Peter Bradshaw 

The Dreamed Adventure review – beautiful but opaque Bulgarian tale of digging up the past

Cannes film festival: Valeska Grisebach’s complex drama tracks an archaeologist whose mountain dig is interrupted by an old friend with rather dirtier hands
  
  

Yana Radeva in The Dreamed Adventure.
Easy energy … Yana Radeva in The Dreamed Adventure. Photograph: Bernhard Keller

The digging up of the past – and the hiding of secrets in the present – are the themes of Valeska Grisebach’s complex, subtle, opaque new drama which seems to withhold some of its narrative meaning from the audience, moment-by-moment. It is set, like her previous film Western, in Bulgaria’s remote and beautiful mountainous country, where memories of the Balkan wars (and the communist era before that) are still fresh and where there is money to be made and resources to be exploited for those who are ruthless enough.

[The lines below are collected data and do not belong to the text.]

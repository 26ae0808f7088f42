//! Count frames in a raw recording and derive its drift-corrected rate.

use std::io::Write;
use std::path::PathBuf;

use camreel_common::{AppConfig, CancelFlag};
use camreel_processing_core::{find_audio, DriftScanner};
use camreel_transcode::FfprobeDurationProbe;

pub fn run(
    config: &AppConfig,
    path: PathBuf,
    fps: Option<f64>,
    audio: Option<PathBuf>,
) -> anyhow::Result<()> {
    if !path.is_file() {
        anyhow::bail!("Recording not found: {}", path.display());
    }

    let nominal_fps = fps.unwrap_or(config.video.fps as f64);
    let audio = audio.or_else(|| find_audio(&path, &config.audio.audio_suffix));

    println!("Drift scan: {}", path.display());
    println!("  Nominal rate: {nominal_fps} fps");
    match &audio {
        Some(a) => println!("  Audio: {}", a.display()),
        None => println!("  Audio: none (nominal rate is kept)"),
    }

    let probe = FfprobeDurationProbe::new(&config.tools.ffprobe);
    let report = DriftScanner::with_defaults().scan(
        &path,
        audio.as_deref(),
        nominal_fps,
        &probe,
        &CancelFlag::new(),
        |p| {
            print!(
                "\r  Progress: {}% ({} frames, {}/{} bytes)  ",
                p.percent, p.frames_so_far, p.bytes_read, p.total_bytes
            );
            let _ = std::io::stdout().flush();
        },
    )?;
    println!();

    if let Some(frames) = report.frame_count {
        println!("  Frames: {frames}");
    }
    if let Some(video_secs) = report.video_secs() {
        println!("  Video duration at nominal rate: {video_secs:.2}s");
    }
    if let Some(audio_secs) = report.audio_secs {
        println!("  Audio duration: {audio_secs:.2}s");
    }
    if report.adjusted {
        println!(
            "[OK] Corrected rate: {:.4} fps (was {nominal_fps})",
            report.effective_fps
        );
    } else {
        println!("[OK] Nominal rate kept: {} fps", report.effective_fps);
    }

    Ok(())
}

As with Western, Grisebach uses nonprofessionals for many very likable supper-and-drinking-and-reminiscing scenes with people gathered round tables shooting the breeze, scenes that don’t need a particular reason to exist, other than their easy, garrulous energy. And as before, Grisebach shows an interesting reluctance to conform to conventional narrative templates – though while this film actually does conform to Chekhov’s ancient rule about what happens to the gun produced in act one (well, act two in this case), the denouement isn’t the usual arthouse flourish of violence. I felt however that in the course of this film, Grisebach was feeling and improvising her way through all this ambient detail towards a meaning that she (and we) didn’t really reach.

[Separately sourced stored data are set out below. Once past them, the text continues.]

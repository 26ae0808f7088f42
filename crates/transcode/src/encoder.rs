//! Encoder selection and encoder argument construction.

use camreel_common::{EncoderSetting, OutputFormat, VideoConfig};
use serde::Serialize;

use crate::probe::{CapabilityReport, HARDWARE_ENCODER, SOFTWARE_ENCODER};

/// The encoder a job will use and its ffmpeg arguments.
#[derive(Debug, Clone, PartialEq, Serialize)]
pub struct EncoderChoice {
    pub encoder: String,
    /// Video codec arguments, output rate included.
    pub args: Vec<String>,
    /// Hardware acceleration is in use.
    pub hardware_used: bool,
    /// Set when `auto` wanted hardware but fell back.
    pub fallback_notice: Option<String>,
}

/// NVENC preset for an x264 preset name (`p1` fastest, `p7` best).
pub fn nvenc_preset(x264_preset: &str) -> &'static str {
    match x264_preset {
        "ultrafast" => "p1",
        "superfast" => "p2",
        "veryfast" => "p3",
        "faster" | "fast" => "p4",
        "medium" => "p5",
        "slow" => "p6",
        "slower" | "veryslow" => "p7",
        _ => "p5",
    }
}

/// Frame rate as ffmpeg expects it; fractional rates keep six decimals.
pub fn format_rate(fps: f64) -> String {
    if fps.fract() == 0.0 && fps.is_finite() {
        format!("{}", fps as u64)
    } else {
        format!("{fps:.6}")
    }
}

/// Video codec arguments for `encoder`.
///
/// `crf` is the CQ value for NVENC. Lossless x264 uses `slow` and CRF 0.
pub fn build_encoder_args(
    encoder: &str,
    preset: &str,
    crf: u8,
    lossless: bool,
    fps: f64,
) -> Vec<String> {
    let mut args: Vec<String> = vec!["-c:v".into(), encoder.into()];
    if encoder == HARDWARE_ENCODER {
        args.extend(["-preset".into(), nvenc_preset(preset).into()]);
        if lossless {
            args.extend(["-tune".into(), "lossless".into()]);
        } else {
            args.extend([
                "-tune".into(),
                "hq".into(),
                "-rc".into(),
                "vbr".into(),
                "-cq".into(),
                crf.to_string(),
                "-b:v".into(),
                "0".into(),
            ]);
        }
    } else {
        let (preset, crf) = if lossless { ("slow", 0) } else { (preset, crf) };
        args.extend([
            "-preset".into(),
            preset.into(),
            "-crf".into(),
            crf.to_string(),
        ]);
    }
    args.extend([
        "-pix_fmt".into(),
        "yuv420p".into(),
        "-r".into(),
        format_rate(fps),
    ]);
    args
}

/// Intra-frame MJPEG arguments for AVI output.
pub fn mjpeg_args(fps: f64) -> Vec<String> {
    vec![
        "-c:v".into(),
        "mjpeg".into(),
        "-q:v".into(),
        "2".into(),
        "-r".into(),
        format_rate(fps),
    ]
}

/// Resolve at the configured nominal rate.
pub fn resolve(video: &VideoConfig, report: &CapabilityReport) -> EncoderChoice {
    resolve_with_rate(video, report, video.fps as f64)
}

/// Pick the encoder for `video` given the probe result.
///
/// `auto` uses hardware only when the report is ready; a named encoder is
/// used as given, with no fallback. The result depends on nothing but the
/// inputs.
pub fn resolve_with_rate(
    video: &VideoConfig,
    report: &CapabilityReport,
    output_fps: f64,
) -> EncoderChoice {
    if video.output_format == OutputFormat::Avi {
        return EncoderChoice {
            encoder: "mjpeg".to_string(),
            args: mjpeg_args(video.fps as f64),
            hardware_used: false,
            fallback_notice: None,
        };
    }

    let (encoder, fallback_notice) = match &video.encoder {
        EncoderSetting::Auto if report.ready => (HARDWARE_ENCODER.to_string(), None),
        EncoderSetting::Auto => (
            SOFTWARE_ENCODER.to_string(),
            Some(format!(
                "{HARDWARE_ENCODER} unavailable: {}; falling back to {SOFTWARE_ENCODER} (CPU)",
                report.summary
            )),
        ),
        EncoderSetting::Named(name) => (name.clone(), None),
    };

    EncoderChoice {
        args: build_encoder_args(&encoder, &video.preset, video.crf, video.lossless, output_fps),
        hardware_used: encoder == HARDWARE_ENCODER,
        encoder,
        fallback_notice,
    }
}

#[cfg(test)]
mod tests {
    use super::*;
    use crate::probe::ProbeStep;

    fn ready() -> CapabilityReport {
        CapabilityReport::ready_with("RTX 3060", "560.35")
    }

    fn not_ready() -> CapabilityReport {
        CapabilityReport::failed(ProbeStep::Hardware, "No NVIDIA GPU detected", None)
    }

    #[test]
    fn test_auto_with_ready_hardware() {
        let choice = resolve(&VideoConfig::default(), &ready());
        assert_eq!(choice.encoder, "h264_nvenc");
        assert!(choice.hardware_used);
        assert!(choice.fallback_notice.is_none());
    }

    #[test]
    fn test_auto_falls_back_with_notice() {
        let choice = resolve(&VideoConfig::default(), &not_ready());
        assert_eq!(choice.encoder, "libx264");
        assert!(!choice.hardware_used);
        let notice = choice.fallback_notice.unwrap();
        assert!(notice.contains("No NVIDIA GPU detected"));
    }

    #[test]
    fn test_named_encoder_used_unconditionally() {
        let video = VideoConfig {
            encoder: EncoderSetting::Named("libx264".to_string()),
            ..VideoConfig::default()
        };
        let choice = resolve(&video, &ready());
        assert_eq!(choice.encoder, "libx264");
        assert!(choice.fallback_notice.is_none());

        let video = VideoConfig {
            encoder: EncoderSetting::Named("h264_nvenc".to_string()),
            ..VideoConfig::default()
        };
        let choice = resolve(&video, &not_ready());
        assert_eq!(choice.encoder, "h264_nvenc");
        assert!(choice.fallback_notice.is_none());
    }

    #[test]
    fn test_resolution_is_deterministic() {
        let video = VideoConfig::default();
        assert_eq!(resolve(&video, &not_ready()), resolve(&video, &not_ready()));
    }

    #[test]
    fn test_nvenc_args() {
        let args = build_encoder_args("h264_nvenc", "slow", 19, false, 25.0);
        assert_eq!(
            args.join(" "),
            "-c:v h264_nvenc -preset p6 -tune hq -rc vbr -cq 19 -b:v 0 -pix_fmt yuv420p -r 25"
        );
        let lossless = build_encoder_args("h264_nvenc", "bogus", 19, true, 24.5);
        assert_eq!(
            lossless.join(" "),
            "-c:v h264_nvenc -preset p5 -tune lossless -pix_fmt yuv420p -r 24.500000"
        );
    }

    #[test]
    fn test_x264_args() {
        let args = build_encoder_args("libx264", "fast", 23, false, 25.0);
        assert_eq!(
            args.join(" "),
            "-c:v libx264 -preset fast -crf 23 -pix_fmt yuv420p -r 25"
        );
        let lossless = build_encoder_args("libx264", "fast", 23, true, 25.0);
        assert!(lossless.join(" ").contains("-preset slow -crf 0"));
    }

    #[test]
    fn test_avi_uses_mjpeg_at_nominal_rate() {
        let video = VideoConfig {
            output_format: OutputFormat::Avi,
            ..VideoConfig::default()
        };
        let choice = resolve_with_rate(&video, &ready(), 24.1);
        assert_eq!(choice.encoder, "mjpeg");
        assert_eq!(choice.args.join(" "), "-c:v mjpeg -q:v 2 -r 25");
    }
}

Veska (Yana Radeva) is a woman running an archaeological dig in Matochina in south-east Bulgaria. Out of the blue, she runs into an old friend (or maybe more than that); this is Saïd (Syuleyman Alilov Letifov), a man on the fringes of some dodgy business deals who has showed up in the locality (which he hasn’t visited for decades) to buy stolen diesel fuel from an up-and-coming local villain nicknamed Raven. Saïd turns down an offer to help with this man’s chilling, lucrative people-trafficking network: a growth business for organised crime in this part of central Europe.

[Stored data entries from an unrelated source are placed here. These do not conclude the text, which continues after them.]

//! camreel Common Utilities
//!
//! Shared infrastructure for all camreel crates:
//! - Error taxonomy and result aliases
//! - Configuration, encoding profiles, and lenient config validation
//! - Progress clock and ETA extrapolation
//! - Tracing/logging initialization

pub mod cancel;
pub mod clock;
pub mod config;
pub mod error;
pub mod logging;

pub use cancel::*;
pub use clock::*;
pub use config::*;
pub use error::*;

In fact, Saïd’s appearance here is resented by many locals, who remember his theft of a cigarette shipment – in which Veska had been involved, before she reinvented herself as an archaeologist – and Saïd’s onetime involvement with an even bigger gang boss called Illya who wants to build a road on Veska’s archaeological site. Saïd’s old 90s Passat car is stolen, perhaps for trafficking purposes, perhaps to warn him off, and actually Saïd disappears himself – though not permanently, and not with any clear explanation. In his absence, Veska takes it on herself to sell the contraband diesel that Saïd has bought, though the mechanics of doing this mystifyingly happen off screen. Veska is tough, for all her genial, grandmotherly style, and she intends to confront Illya about the violence and abuse of his trafficking business which she has known about for decades and which threatens to involve a teenage girl working on Veska’s dig.

The interest of the film resides not really in any adventure, dreamed or real, but in all its incidental detail: the ruggedly beautiful countryside, the stately restaurants and hotels from the communist era, and the parade of people who emerge everywhere, including a platoon of Polish women working in a nearby solar-panel factory. This last is a group of people who look like the real thing, which Grisebach couldn’t perhaps resist including in her film. The Dreamed Adventure is clearly the work of a director with a fluent, distinctive film-making language, but what she is trying to tell us is elusive.

• The Dreamed Adventure screened at the Cannes film festival.